We envision a three step process for new entrants:
- Inspire: Inspiration is usually the first step in the transformation into entrepreneurship. It is also the fuel that picks us up on days when things are not going so well. I recall reading the story of Shabeer Bhatia (fonder of Hotmail) and how he built a 400M company in less than a year with no prior experience of running a company or even managing a team. This is more than the budget of many of Pakistan’s cities.

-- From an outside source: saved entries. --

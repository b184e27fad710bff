use crate::transcript::TranscriptLine;
use anyhow::Result;
use ratatui::{
    Terminal,
    backend::CrosstermBackend,
    layout::{Constraint, Direction, Layout, Position},
    style::{Color, Modifier, Style},
    text::{Line, Span},
    widgets::{Block, Borders, Clear, List, ListItem, Paragraph, Wrap},
};
use std::io::Stdout;
use textwrap::wrap;

pub struct ViewSnap {
    pub input: String,
    pub input_cursor: usize,
    pub quotes: Vec<TranscriptLine>,
    pub notes: Vec<TranscriptLine>,
    pub scroll: usize,
    pub in_flight: bool,
    pub spinner: &'static str,
    pub source_name: String,
}

impl ViewSnap {
    #[allow(clippy::too_many_arguments)]
    pub fn new(
        input: String,
        input_cursor: usize,
        quotes: Vec<TranscriptLine>,
        notes: Vec<TranscriptLine>,
        scroll: usize,
        in_flight: bool,
        spinner: &'static str,
        source_name: String,
    ) -> Self {
        Self {
            input,
            input_cursor,
            quotes,
            notes,
            scroll,
            in_flight,
            spinner,
            source_name,
        }
    }
}

pub fn draw(term: &mut Terminal<CrosstermBackend<Stdout>>, snap: &ViewSnap) -> Result<()> {
    term.draw(|frame| {
        let area = frame.area();

        let layout = Layout::default()
            .direction(Direction::Vertical)
            .constraints([
                Constraint::Length(1),
                Constraint::Min(3),
                Constraint::Length(6),
                Constraint::Length(3),
                Constraint::Length(3),
            ])
            .split(area);

        // Header
        let header = Paragraph::new(Line::from(vec![Span::styled(
            " Muse ",
            Style::default()
                .fg(Color::Cyan)
                .add_modifier(Modifier::BOLD),
        )]))
        .wrap(Wrap { trim: true });
        frame.render_widget(header, layout[0]);

        // Quotes window, scrollable from the bottom
        let visible_h = layout[1].height.saturating_sub(2) as usize;
        let content_width = layout[1].width.saturating_sub(2) as usize;
        let wrapped = wrap_transcript(&snap.quotes, content_width);
        let total = wrapped.len();
        let start = total.saturating_sub(visible_h + snap.scroll);
        let end = total.saturating_sub(snap.scroll.min(total));

        let items: Vec<ListItem> = wrapped[start..end]
            .iter()
            .map(|(text, style)| {
                let line = Line::from(Span::styled(text.clone(), *style));
                ListItem::new(line)
            })
            .collect();

        let body = List::new(items).block(Block::default().borders(Borders::ALL).title(" Quotes "));
        frame.render_widget(body, layout[1]);

        // Planner window: newest output lines pinned to the bottom
        let notes_h = layout[2].height.saturating_sub(2) as usize;
        let notes_width = layout[2].width.saturating_sub(2) as usize;
        let wrapped_notes = wrap_transcript(&snap.notes, notes_width);
        let skip = wrapped_notes.len().saturating_sub(notes_h);
        let note_items: Vec<ListItem> = wrapped_notes[skip..]
            .iter()
            .map(|(text, style)| ListItem::new(Line::from(Span::styled(text.clone(), *style))))
            .collect();
        let notes =
            List::new(note_items).block(Block::default().borders(Borders::ALL).title(" Planner "));
        frame.render_widget(notes, layout[2]);

        // Input box
        let input_box = Paragraph::new(snap.input.clone())
            .block(Block::default().borders(Borders::ALL).title(" Input "));
        frame.render_widget(Clear, layout[3]);
        frame.render_widget(input_box, layout[3]);

        // Caret placement — uses snapshot, not `self`
        let caret_x = layout[3].x + 1 + visual_caret_col(&snap.input, snap.input_cursor);
        let caret_y = layout[3].y + 1;
        frame.set_cursor_position(Position {
            x: caret_x,
            y: caret_y,
        });

        // Status bar
        let status_line = Line::from(vec![
            Span::raw(" "),
            Span::styled(snap.spinner, Style::default().fg(Color::Yellow)),
            Span::raw(" "),
            if snap.in_flight {
                Span::styled("Fetching…", Style::default().fg(Color::Yellow))
            } else {
                Span::styled("Idle", Style::default().fg(Color::Green))
            },
            Span::raw(format!(" • source: {}", snap.source_name)),
        ]);
        let status = Paragraph::new(status_line)
            .block(Block::default().borders(Borders::ALL).title(" Status "));
        frame.render_widget(status, layout[4]);
    })?;

    Ok(())
}

fn visual_caret_col(input: &str, cursor: usize) -> u16 {
    use unicode_width::UnicodeWidthStr;
    UnicodeWidthStr::width(&input[..cursor]) as u16
}

fn wrap_transcript(lines: &[TranscriptLine], width: usize) -> Vec<(String, Style)> {
    let effective_width = width.max(1);
    let mut out = Vec::new();

    for entry in lines {
        let style = entry.style;
        if entry.text.is_empty() {
            out.push((String::new(), style));
            continue;
        }

        for raw_line in entry.text.split('\n') {
            if raw_line.is_empty() {
                out.push((String::new(), style));
                continue;
            }

            let segments = wrap(raw_line, effective_width);
            if segments.is_empty() {
                out.push((String::new(), style));
            } else {
                out.extend(segments.into_iter().map(|seg| (seg.into_owned(), style)));
            }
        }
    }

    out
}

You don’t need to look too far to see that there is amazing content already available online for this purpose. To name a few examples:
- PASHA is going great work in collaboration with CIO Pakistan to develop a series of interviews with key players in the IT space in Pakistan
- Stanford and MIT have great entrepreneurial content
- Forums like greenwhite.org are cropping up as online communities to discuss startups
- Educate: Once an individual decides that he wants to start a business, he is usually met with the realization that he doesn’t know how. For young fresh graduates, the gaps are huge. For experienced individuals, gaps lie in the financial management and S&M side.
Our training focus is in two broad areas:
- Business Management content with an entrepreneurial focus. This would be content you would give to someone who has several years of technology experience is now wants to move to a technology entrepreneurial role. These include basic finance and sales and marketing skills.
- Technical training content required for a startup. This would be focused on last mile technology content that a typical university grad can take and be ready to work in the industry.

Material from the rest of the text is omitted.